There may be a multiplier for every potential value for the parameters in the vector. For example, in a scenario where the parameters are represented by 4-bit values, there may be 16 multipliers. However, in certain embodiments, one of the values (e.g., two operands) can be zero or one. In such cases, two multipliers are not needed because the zero-multiplier equivalent can only produce a zero value (e.g., 0×X=0), and the one-multiplier equivalent can only pass the first operand (e.g., X×1=X). The set of multipliers receives vector parameters as input values (e.g., the second operands), where the different values of parameters are delivered to each multiplier for the multiplier to execute a multiplication using the values as operands. The input (e.g., the first operand) may also be a vector and, in some embodiments, a controller may be configured to provide the independent scalar values of the vector to the multipliers in sequence.
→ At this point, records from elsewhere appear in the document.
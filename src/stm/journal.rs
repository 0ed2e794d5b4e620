// Copyright 2025 The efx authors
//
// Licensed under the Apache License, Version 2.0, <LICENSE-APACHE or
// http://apache.org/licenses/LICENSE-2.0> or the MIT license <LICENSE-MIT or
// http://opensource.org/licenses/MIT>, at your option. This file may not be
// copied, modified, or distributed except according to those terms.

use crate::stm::tvar::{AnyTVar, TVar};
use core::any::Any;
use core::fmt;
use std::collections::BTreeMap;
use std::sync::Arc;

/// The per-transaction staged log of variable reads and writes.
///
/// Every touched variable gets one entry recording the version the
/// transaction observed and the value it intends to leave behind. An entry
/// is valid while its expected version still matches the variable; the
/// commit loop validates all entries under the platform's commit lock
/// before writing any of them, which is what makes transactions opaque —
/// a journal built against a world that has since moved on can never
/// commit.
pub struct Journal {
    entries: BTreeMap<u64, Entry>,
}

#[derive(Clone)]
struct Entry {
    tvar: Arc<dyn AnyTVar>,
    expected_version: u64,
    value: Arc<dyn Any + Send + Sync>,
    written: bool,
}

/// A saved journal state for [`Stm::or_else`] rollback.
///
/// [`Stm::or_else`]: crate::stm::Stm::or_else
pub(crate) struct Snapshot {
    entries: BTreeMap<u64, Entry>,
}

// === impl Journal ===

impl Journal {
    pub(crate) fn new() -> Self {
        Self {
            entries: BTreeMap::new(),
        }
    }

    /// Reads a variable: the staged value if this transaction already
    /// touched it, otherwise the committed value, recording the observed
    /// version.
    pub(crate) fn read<A>(&mut self, tvar: &TVar<A>) -> A
    where
        A: Clone + Send + Sync + 'static,
    {
        let entry = self.entries.entry(tvar.id()).or_insert_with(|| {
            let (version, value) = tvar.read_committed();
            Entry {
                tvar: tvar.erased(),
                expected_version: version,
                value: Arc::new(value),
                written: false,
            }
        });
        entry
            .value
            .downcast_ref::<A>()
            .expect("journal entry holds a value of an unexpected type, this is a bug")
            .clone()
    }

    /// Stages a write. The observed version is still recorded on first
    /// touch so blind writes validate like reads.
    pub(crate) fn write<A>(&mut self, tvar: &TVar<A>, value: A)
    where
        A: Clone + Send + Sync + 'static,
    {
        let entry = self.entries.entry(tvar.id()).or_insert_with(|| {
            let (version, committed) = tvar.read_committed();
            Entry {
                tvar: tvar.erased(),
                expected_version: version,
                value: Arc::new(committed),
                written: false,
            }
        });
        entry.value = Arc::new(value);
        entry.written = true;
    }

    /// `true` while every touched variable still has the version this
    /// transaction observed.
    pub(crate) fn is_valid(&self) -> bool {
        self.entries
            .values()
            .all(|entry| entry.tvar.current_version() == entry.expected_version)
    }

    /// Writes every staged value, bumping written variables' versions by
    /// exactly one. Read-only entries are left untouched so read-only
    /// transactions do not invalidate each other.
    ///
    /// Only called under the platform's commit lock, after [`is_valid`].
    ///
    /// [`is_valid`]: Journal::is_valid
    pub(crate) fn commit(self) {
        for entry in self.entries.into_values() {
            if entry.written {
                entry
                    .tvar
                    .commit(&*entry.value, entry.expected_version + 1);
            }
        }
    }

    pub(crate) fn snapshot(&self) -> Snapshot {
        Snapshot {
            entries: self.entries.clone(),
        }
    }

    pub(crate) fn restore(&mut self, snapshot: Snapshot) {
        self.entries = snapshot.entries;
    }
}

impl fmt::Debug for Journal {
    fn fmt(&self, f: &mut fmt::Formatter<'_>) -> fmt::Result {
        f.debug_struct("Journal")
            .field("entries", &self.entries.len())
            .finish()
    }
}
In some embodiments, the present system may be part of a large system that is used to accelerate matrix-based computation, as described below. In these embodiments, a set of readable cells may be organized in rows and columns with each cell being uniquely associated with a parameter of a matrix. A controller circuit may provide multiple input values to the set of multipliers, read the resulting output values using the selection circuit, and accumulate the output values in specific patterns to produce the result of matrix multiplication. The controller circuit may be configured to read certain subsets of the readable cells in a particular order, to obtain the result of the matrix multiplication from the selection circuit.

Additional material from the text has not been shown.